Design, build, and program a robotic system that can pick up an object in one location and place it in another location.
Engage (30 Min.)
Explore (30 Min.)
Explain (60 Min.)
Elaborate (60 Min.)
Pick and place robots are a type of industrial robots that are able to move objects to and from pre-defined places. Based on the shape, weight, and fragility of the objects, different types of grippers can be used to safely and precisely pick the objects up and release them again.
Encourage an active brainstorming process.
Ask your students to think about these questions:
- What is a pick and place robot and where is it used?
- Which type of motorized mechanism can be used to pick up the object?
- How can the robot move the object?
- How can the robot place the object in another location carefully and accurately?
Encourage students to document their initial ideas and explain why they picked the solution they will use for their first prototype. Ask them to describe how they will evaluate their ideas throughout the project. That way, when they are reviewing and revising, they will have specific information they can use to evaluate their solution and decide whether or not it was effective.
To incorporate language arts skills development, have your students:
- Use their written work, sketches, and/or photos to summarize their design process and create a final report.
- Create a video demonstrating their design process starting with their initial ideas and ending with their completed project.
- Create a presentation about their program.
- Create a presentation that connects their project with real-world applications of similar systems and describes new inventions that could be made based on what they have created.
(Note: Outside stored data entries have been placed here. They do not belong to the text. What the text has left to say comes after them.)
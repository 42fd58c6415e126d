//! Methods of the built-in types.
//!
//! Attribute lookup on a built-in value resolves through
//! [`native_method`] to a [`Method::Native`](crate::value::Method) bound to
//! the receiver; calling it dispatches here by receiver type and name.
//!
//! Methods that compare elements (`remove`, `index`, `count`, `sort`) may
//! run user code, so they work on a snapshot of the container and never hold
//! a borrow across the comparison.

use std::rc::Rc;

use steptrace_syntax::ast::BinOp;

use crate::error::{raise, ExcKind, Exception, RtResult};
use crate::format;
use crate::interp::{Args, Interpreter};
use crate::sort;
use crate::value::{DictKind, DictObj, End, IterObj, ListObj, SeqKind, SetObj, Value};

const LIST: &[&str] = &[
    "append", "extend", "insert", "pop", "remove", "index", "count", "reverse", "sort", "clear",
    "copy",
];

const DEQUE: &[&str] = &[
    "append", "appendleft", "extend", "extendleft", "pop", "popleft", "remove", "index", "count",
    "reverse", "rotate", "clear", "copy",
];

const DICT: &[&str] = &[
    "get", "keys", "values", "items", "pop", "popitem", "setdefault", "update", "clear", "copy",
];

const COUNTER: &[&str] = &["most_common", "elements", "subtract", "total"];

const SET: &[&str] = &[
    "add", "remove", "discard", "pop", "clear", "copy", "update", "union", "intersection",
    "difference", "symmetric_difference", "issubset", "issuperset", "isdisjoint",
];

const STR: &[&str] = &[
    "join", "split", "rsplit", "splitlines", "strip", "lstrip", "rstrip", "upper", "lower",
    "title", "capitalize", "swapcase", "replace", "startswith", "endswith", "find", "rfind",
    "index", "count", "isdigit", "isalpha", "isalnum", "isspace", "isupper", "islower", "format",
    "zfill", "center", "ljust", "rjust",
];

const TUPLE: &[&str] = &["count", "index"];

fn find(table: &'static [&'static str], name: &str) -> Option<&'static str> {
    table.iter().copied().find(|m| *m == name)
}

/// The native method `name` of `object`, if its type has one.
pub(crate) fn native_method(object: &Value, name: &str) -> Option<&'static str> {
    match object {
        Value::List(list) => match list.kind {
            SeqKind::List => find(LIST, name),
            SeqKind::Deque => find(DEQUE, name),
        },
        Value::Dict(dict) => {
            let counter = matches!(dict.kind, DictKind::Counter).then(|| find(COUNTER, name));
            counter.flatten().or_else(|| find(DICT, name))
        }
        Value::Set(_) => find(SET, name),
        Value::Str(_) => find(STR, name),
        Value::Tuple(_) => find(TUPLE, name),
        Value::Float(_) => find(&["is_integer"], name),
        Value::Exception(_) | Value::Instance(_) => find(&["__init__"], name),
        _ => None,
    }
}

fn int_arg(value: &Value) -> RtResult<i64> {
    value.as_int().ok_or_else(|| {
        Exception::new(
            ExcKind::TypeError,
            format!("'{}' object cannot be interpreted as an integer", value.type_name()),
        )
    })
}

fn str_arg<'a>(method: &str, value: &'a Value) -> RtResult<&'a str> {
    match value {
        Value::Str(text) => Ok(text),
        other => raise(
            ExcKind::TypeError,
            format!("{method}() argument must be str, not {}", other.type_name()),
        ),
    }
}

/// Resolves optional `start`/`end` arguments against a length.
fn window(args: &[Value], len: usize) -> RtResult<(usize, usize)> {
    let clamp = |value: Option<&Value>, default: usize| -> RtResult<usize> {
        match value {
            None | Some(Value::None) => Ok(default),
            Some(value) => {
                let i = int_arg(value)?;
                let len = len as i64;
                let pos = if i < 0 { (i + len).max(0) } else { i.min(len) };
                Ok(pos as usize)
            }
        }
    };
    Ok((clamp(args.first(), 0)?, clamp(args.get(1), len)?))
}
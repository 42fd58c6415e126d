//! Serialization Guard.
//!
//! Turning live runtime values into JSON happens in two phases:
//!
//! 1. [`Capturer::capture`] walks the value graph and produces an owned
//!    [`Captured`] tree. This is the point-in-time deep copy a step keeps;
//!    later mutation by the program cannot reach it. The walk is bounded by
//!    [`Limits`] and by a set of the containers on the current path, so
//!    cyclic and huge structures end in placeholders.
//! 2. [`render`] converts a captured tree into `serde_json::Value`. This phase
//!    cannot fail and never sees a runtime reference.
//!
//! The Structure Detector classifies the captured tree, so both consumers see
//! the same snapshot.

use std::collections::HashSet;

use serde_json::{Map, Value as Json};
use steptrace_runtime::format::{self, NoHook};
use steptrace_runtime::value::{End, SeqKind};
use steptrace_runtime::Value;

/// Bounds on a single capture.
#[derive(Debug, Clone, Copy, PartialEq, Eq)]
pub struct Limits {
    /// Containers nested deeper than this become a placeholder.
    pub max_depth: usize,
    /// Elements kept per container.
    pub max_items: usize,
}

impl Default for Limits {
    fn default() -> Self {
        Limits {
            max_depth: 32,
            max_items: 1000,
        }
    }
}

/// The container shapes the Structure Detector distinguishes.
#[derive(Debug, Clone, Copy, PartialEq, Eq)]
pub enum SeqShape {
    List,
    Deque,
    Tuple,
    Set,
}

/// An owned copy of a runtime value, already free of runtime references.
#[derive(Debug, Clone, PartialEq)]
pub enum Captured {
    None,
    Bool(bool),
    Int(i64),
    Float(f64),
    Str(String),
    Seq {
        shape: SeqShape,
        /// The end an element was last removed from (lists and deques).
        removal: Option<End>,
        items: Vec<Captured>,
    },
    Map {
        entries: Vec<Entry>,
        /// Entries left out past `max_items`.
        truncated: usize,
    },
    /// An instance of a user class, as its attributes.
    Object(Vec<(String, Captured)>),
    Exception { args: Vec<Captured> },
    /// Anything rendered as descriptive text: types, callables, modules,
    /// ranges, cut-off points.
    Placeholder(String),
}

#[derive(Debug, Clone, PartialEq)]
pub struct Entry {
    /// The key's `str()` text, used as the JSON object key.
    pub key_text: String,
    pub key: Captured,
    pub value: Captured,
}

/// Phase 1: walks runtime values into [`Captured`] trees.
pub struct Capturer {
    limits: Limits,
    /// Identities of the containers being captured, outermost first.
    path: HashSet<usize>,
}

impl Capturer {
    pub fn new(limits: Limits) -> Self {
        Capturer {
            limits,
            path: HashSet::new(),
        }
    }

    pub fn capture(&mut self, value: &Value) -> Captured {
        self.capture_at(value, 0)
    }

    fn capture_at(&mut self, value: &Value, depth: usize) -> Captured {
        match value {
            Value::None => Captured::None,
            Value::Bool(b) => Captured::Bool(*b),
            Value::Int(i) => Captured::Int(*i),
            Value::Float(f) => Captured::Float(*f),
            Value::Str(s) => Captured::Str(s.to_string()),
            Value::Range(_) => Captured::Placeholder(
                format::repr(value, &mut NoHook).unwrap_or_else(|_| "range".to_string()),
            ),
            Value::Function(func) if func.is_lambda() => callable("anonymous"),
            Value::Function(func) => callable(&func.name),
            Value::BoundMethod(method) => callable(method.name()),
            Value::Builtin(builtin) if builtin.is_type() => type_name(builtin.name()),
            Value::Builtin(builtin) => callable(builtin.name()),
            Value::Class(class) => type_name(&class.name),
            Value::ExcClass(kind) => type_name(kind.name()),
            Value::Module(module) => Captured::Placeholder(format!("<module '{}'>", module.name)),
            Value::Super(_) | Value::Iterator(_) => opaque(value),
            Value::List(_)
            | Value::Tuple(_)
            | Value::Dict(_)
            | Value::Set(_)
            | Value::Instance(_)
            | Value::Exception(_) => self.capture_container(value, depth),
        }
    }

    fn capture_container(&mut self, value: &Value, depth: usize) -> Captured {
        if depth >= self.limits.max_depth {
            return Captured::Placeholder("<max depth reached>".to_string());
        }
        let id = value.identity().unwrap_or_default();
        if !self.path.insert(id) {
            return Captured::Placeholder(recursive(value).to_string());
        }
        let captured = self.capture_contents(value, depth + 1).unwrap_or_else(|| {
            tracing::warn!(type_name = value.type_name(), "value is being mutated, captured as placeholder");
            opaque(value)
        });
        self.path.remove(&id);
        captured
    }

    /// `None` when the container is mutably borrowed at the moment.
    fn capture_contents(&mut self, value: &Value, depth: usize) -> Option<Captured> {
        let max = self.limits.max_items;
        let captured = match value {
            Value::List(list) => {
                let items = list.items.try_borrow().ok()?;
                let (kept, more) = head(&items, max);
                drop(items);
                Captured::Seq {
                    shape: match list.kind {
                        SeqKind::List => SeqShape::List,
                        SeqKind::Deque => SeqShape::Deque,
                    },
                    removal: list.last_removal(),
                    items: self.capture_items(&kept, more, depth),
                }
            }
            Value::Tuple(items) => {
                let (kept, more) = head(items, max);
                Captured::Seq {
                    shape: SeqShape::Tuple,
                    removal: None,
                    items: self.capture_items(&kept, more, depth),
                }
            }
            Value::Set(set) => {
                let values: Vec<Value> = set.items.try_borrow().ok()?.values().cloned().collect();
                let (kept, more) = head(&values, max);
                Captured::Seq {
                    shape: SeqShape::Set,
                    removal: None,
                    items: self.capture_items(&kept, more, depth),
                }
            }
            Value::Dict(dict) => {
                let pairs: Vec<(Value, Value)> = dict.entries.try_borrow().ok()?.values().cloned().collect();
                let truncated = pairs.len().saturating_sub(max);
                let mut entries = Vec::with_capacity(pairs.len().min(max));
                for (key, value) in pairs.into_iter().take(max) {
                    entries.push(Entry {
                        key_text: format::to_str(&key, &mut NoHook)
                            .unwrap_or_else(|_| format!("<object '{}'>", key.type_name())),
                        key: self.capture_at(&key, depth),
                        value: self.capture_at(&value, depth),
                    });
                }
                Captured::Map { entries, truncated }
            }
            Value::Instance(instance) => {
                let attrs: Vec<(String, Value)> = instance
                    .attrs
                    .try_borrow()
                    .ok()?
                    .iter()
                    .map(|(k, v)| (k.to_string(), v.clone()))
                    .collect();
                Captured::Object(
                    attrs
                        .into_iter()
                        .take(max)
                        .map(|(name, v)| (name, self.capture_at(&v, depth)))
                        .collect(),
                )
            }
            Value::Exception(exc) => {
                let args = exc.args.try_borrow().ok()?.clone();
                let (kept, more) = head(&args, max);
                Captured::Exception {
                    args: self.capture_items(&kept, more, depth),
                }
            }
            other => opaque(other),
        };
        Some(captured)
    }

    fn capture_items(&mut self, items: &[Value], more: usize, depth: usize) -> Vec<Captured> {
        let mut out: Vec<Captured> = items.iter().map(|item| self.capture_at(item, depth)).collect();
        if more > 0 {
            out.push(more_items(more));
        }
        out
    }
}

/// The first `max` items and how many were left out.
fn head(items: &[Value], max: usize) -> (Vec<Value>, usize) {
    let kept = items.iter().take(max).cloned().collect();
    (kept, items.len().saturating_sub(max))
}

pub(crate) fn more_items(n: usize) -> Captured {
    Captured::Placeholder(format!("<{n} more items>"))
}

fn callable(name: &str) -> Captured {
    Captured::Placeholder(format!("<function '{name}'>"))
}

fn type_name(name: &str) -> Captured {
    Captured::Placeholder(format!("<type '{name}'>"))
}

fn opaque(value: &Value) -> Captured {
    Captured::Placeholder(format!("<object '{}'>", value.type_name()))
}

fn recursive(value: &Value) -> &'static str {
    match value {
        Value::List(_) | Value::Tuple(_) | Value::Set(_) => "<recursive list>",
        Value::Dict(_) => "<recursive dict>",
        _ => "<recursive object>",
    }
}

/// Phase 2: converts a captured tree into JSON.
pub fn render(captured: &Captured) -> Json {
    match captured {
        Captured::None => Json::Null,
        Captured::Bool(b) => Json::Bool(*b),
        Captured::Int(i) => Json::from(*i),
        Captured::Float(f) if f.is_nan() => Json::from("nan"),
        Captured::Float(f) if f.is_infinite() => {
            Json::from(if *f > 0.0 { "inf" } else { "-inf" })
        }
        Captured::Float(f) => Json::from(*f),
        Captured::Str(s) | Captured::Placeholder(s) => Json::from(s.as_str()),
        Captured::Seq { items, .. } => Json::Array(items.iter().map(render).collect()),
        Captured::Map { entries, truncated } => {
            let mut map = Map::new();
            for entry in entries {
                map.insert(entry.key_text.clone(), render(&entry.value));
            }
            if *truncated > 0 {
                map.insert("...".to_string(), render(&more_items(*truncated)));
            }
            Json::Object(map)
        }
        Captured::Object(attrs) => {
            let mut map = Map::new();
            for (name, value) in attrs {
                map.insert(name.clone(), render(value));
            }
            Json::Object(map)
        }
        Captured::Exception { args } => {
            let mut map = Map::new();
            map.insert("args".to_string(), Json::Array(args.iter().map(render).collect()));
            Json::Object(map)
        }
    }
}

/// Captures and renders in one go.
pub fn serialize(value: &Value, limits: Limits) -> Json {
    render(&Capturer::new(limits).capture(value))
}

#[cfg(test)]
mod tests {
    use super::*;
    use proptest::prelude::*;
    use serde_json::json;
    use std::rc::Rc;
    use steptrace_runtime::builtins::Builtin;
    use steptrace_runtime::value::ListObj;
    use steptrace_runtime::ExcKind;

    #[test]
    fn primitives_pass_through() {
        let limits = Limits::default();
        assert_eq!(serialize(&Value::None, limits), json!(null));
        assert_eq!(serialize(&Value::Bool(true), limits), json!(true));
        assert_eq!(serialize(&Value::Int(-7), limits), json!(-7));
        assert_eq!(serialize(&Value::Float(2.5), limits), json!(2.5));
        assert_eq!(serialize(&Value::str("hi"), limits), json!("hi"));
    }

    #[test]
    fn non_finite_floats_become_strings() {
        let limits = Limits::default();
        assert_eq!(serialize(&Value::Float(f64::NAN), limits), json!("nan"));
        assert_eq!(serialize(&Value::Float(f64::INFINITY), limits), json!("inf"));
        assert_eq!(serialize(&Value::Float(f64::NEG_INFINITY), limits), json!("-inf"));
    }

    #[test]
    fn mapping_keys_become_text_in_insertion_order() {
        let value = Value::dict(vec![
            (Value::Int(2), Value::str("b")),
            (Value::Int(1), Value::str("a")),
            (Value::tuple(vec![Value::Int(0), Value::Int(1)]), Value::None),
        ])
        .unwrap();
        let json = serialize(&value, Limits::default());
        let keys: Vec<&str> = json.as_object().unwrap().keys().map(String::as_str).collect();
        assert_eq!(keys, vec!["2", "1", "(0, 1)"]);
    }

    #[test]
    fn types_and_callables_are_placeholders() {
        let limits = Limits::default();
        assert_eq!(serialize(&Value::Builtin(Builtin::Int), limits), json!("<type 'int'>"));
        assert_eq!(serialize(&Value::Builtin(Builtin::Len), limits), json!("<function 'len'>"));
        assert_eq!(
            serialize(&Value::ExcClass(ExcKind::ValueError), limits),
            json!("<type 'ValueError'>")
        );
    }

    #[test]
    fn self_referential_list_terminates() {
        let list = ListObj::new(vec![Value::Int(1)]);
        list.items.borrow_mut().push(Value::List(list.clone()));
        let json = serialize(&Value::List(list.clone()), Limits::default());
        assert_eq!(json, json!([1, "<recursive list>"]));
        list.items.borrow_mut().clear();
    }

    #[test]
    fn shared_but_acyclic_values_are_not_recursive() {
        let inner = Value::list(vec![Value::Int(1)]);
        let outer = Value::list(vec![inner.clone(), inner]);
        assert_eq!(serialize(&outer, Limits::default()), json!([[1], [1]]));
    }

    #[test]
    fn long_containers_are_cut() {
        let value = Value::list((0..5).map(Value::Int).collect());
        let limits = Limits {
            max_depth: 32,
            max_items: 3,
        };
        assert_eq!(serialize(&value, limits), json!([0, 1, 2, "<2 more items>"]));
    }

    #[test]
    fn long_mappings_count_what_they_leave_out() {
        let value = Value::dict(
            ["a", "b", "c"]
                .into_iter()
                .map(|key| (Value::str(key), Value::list(vec![])))
                .collect(),
        )
        .unwrap();
        let limits = Limits {
            max_depth: 32,
            max_items: 2,
        };
        let captured = Capturer::new(limits).capture(&value);
        assert!(matches!(&captured, Captured::Map { entries, truncated: 1 } if entries.len() == 2));
        assert_eq!(render(&captured), json!({"a": [], "b": [], "...": "<1 more items>"}));
    }

    #[test]
    fn deep_nesting_is_cut() {
        let mut value = Value::Int(0);
        for _ in 0..5 {
            value = Value::list(vec![value]);
        }
        let limits = Limits {
            max_depth: 2,
            max_items: 10,
        };
        assert_eq!(serialize(&value, limits), json!([["<max depth reached>"]]));
    }

    #[test]
    fn borrowed_container_degrades_to_placeholder() {
        let list = ListObj::new(vec![Value::Int(1)]);
        let _guard = list.items.borrow_mut();
        assert_eq!(
            serialize(&Value::List(list.clone()), Limits::default()),
            json!("<object 'list'>")
        );
    }

    /// Nested lists, some of which are made to contain an ancestor.
    fn arb_cyclic() -> impl Strategy<Value = Vec<(usize, usize)>> {
        proptest::collection::vec((0usize..8, 0usize..8), 0..16)
    }

    proptest! {
        #[test]
        fn capture_always_terminates(links in arb_cyclic()) {
            let lists: Vec<Rc<ListObj>> = (0..8).map(|i| ListObj::new(vec![Value::Int(i)])).collect();
            for (from, to) in &links {
                lists[*from].items.borrow_mut().push(Value::List(lists[*to].clone()));
            }
            let json = serialize(&Value::List(lists[0].clone()), Limits::default());
            prop_assert!(json.is_array());
            for list in &lists {
                list.items.borrow_mut().clear();
            }
        }
    }
}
Encourage your students to design their own test setup and procedure to select the best solution. These tips can help your students as they set up their test:
- Mark the position of the machine on the graph paper to help ensure that you place it in the same position for each test run.
- Use gridlines to identify 1 cm x 1 cm squares to help in recording the results of each test run.
- Use colored pencils or markers to mark the expected and actual location where the robot places the object.
- Create testing tables to record your observations.
- Evaluate the precision of your robot by comparing the expected results with the actual results.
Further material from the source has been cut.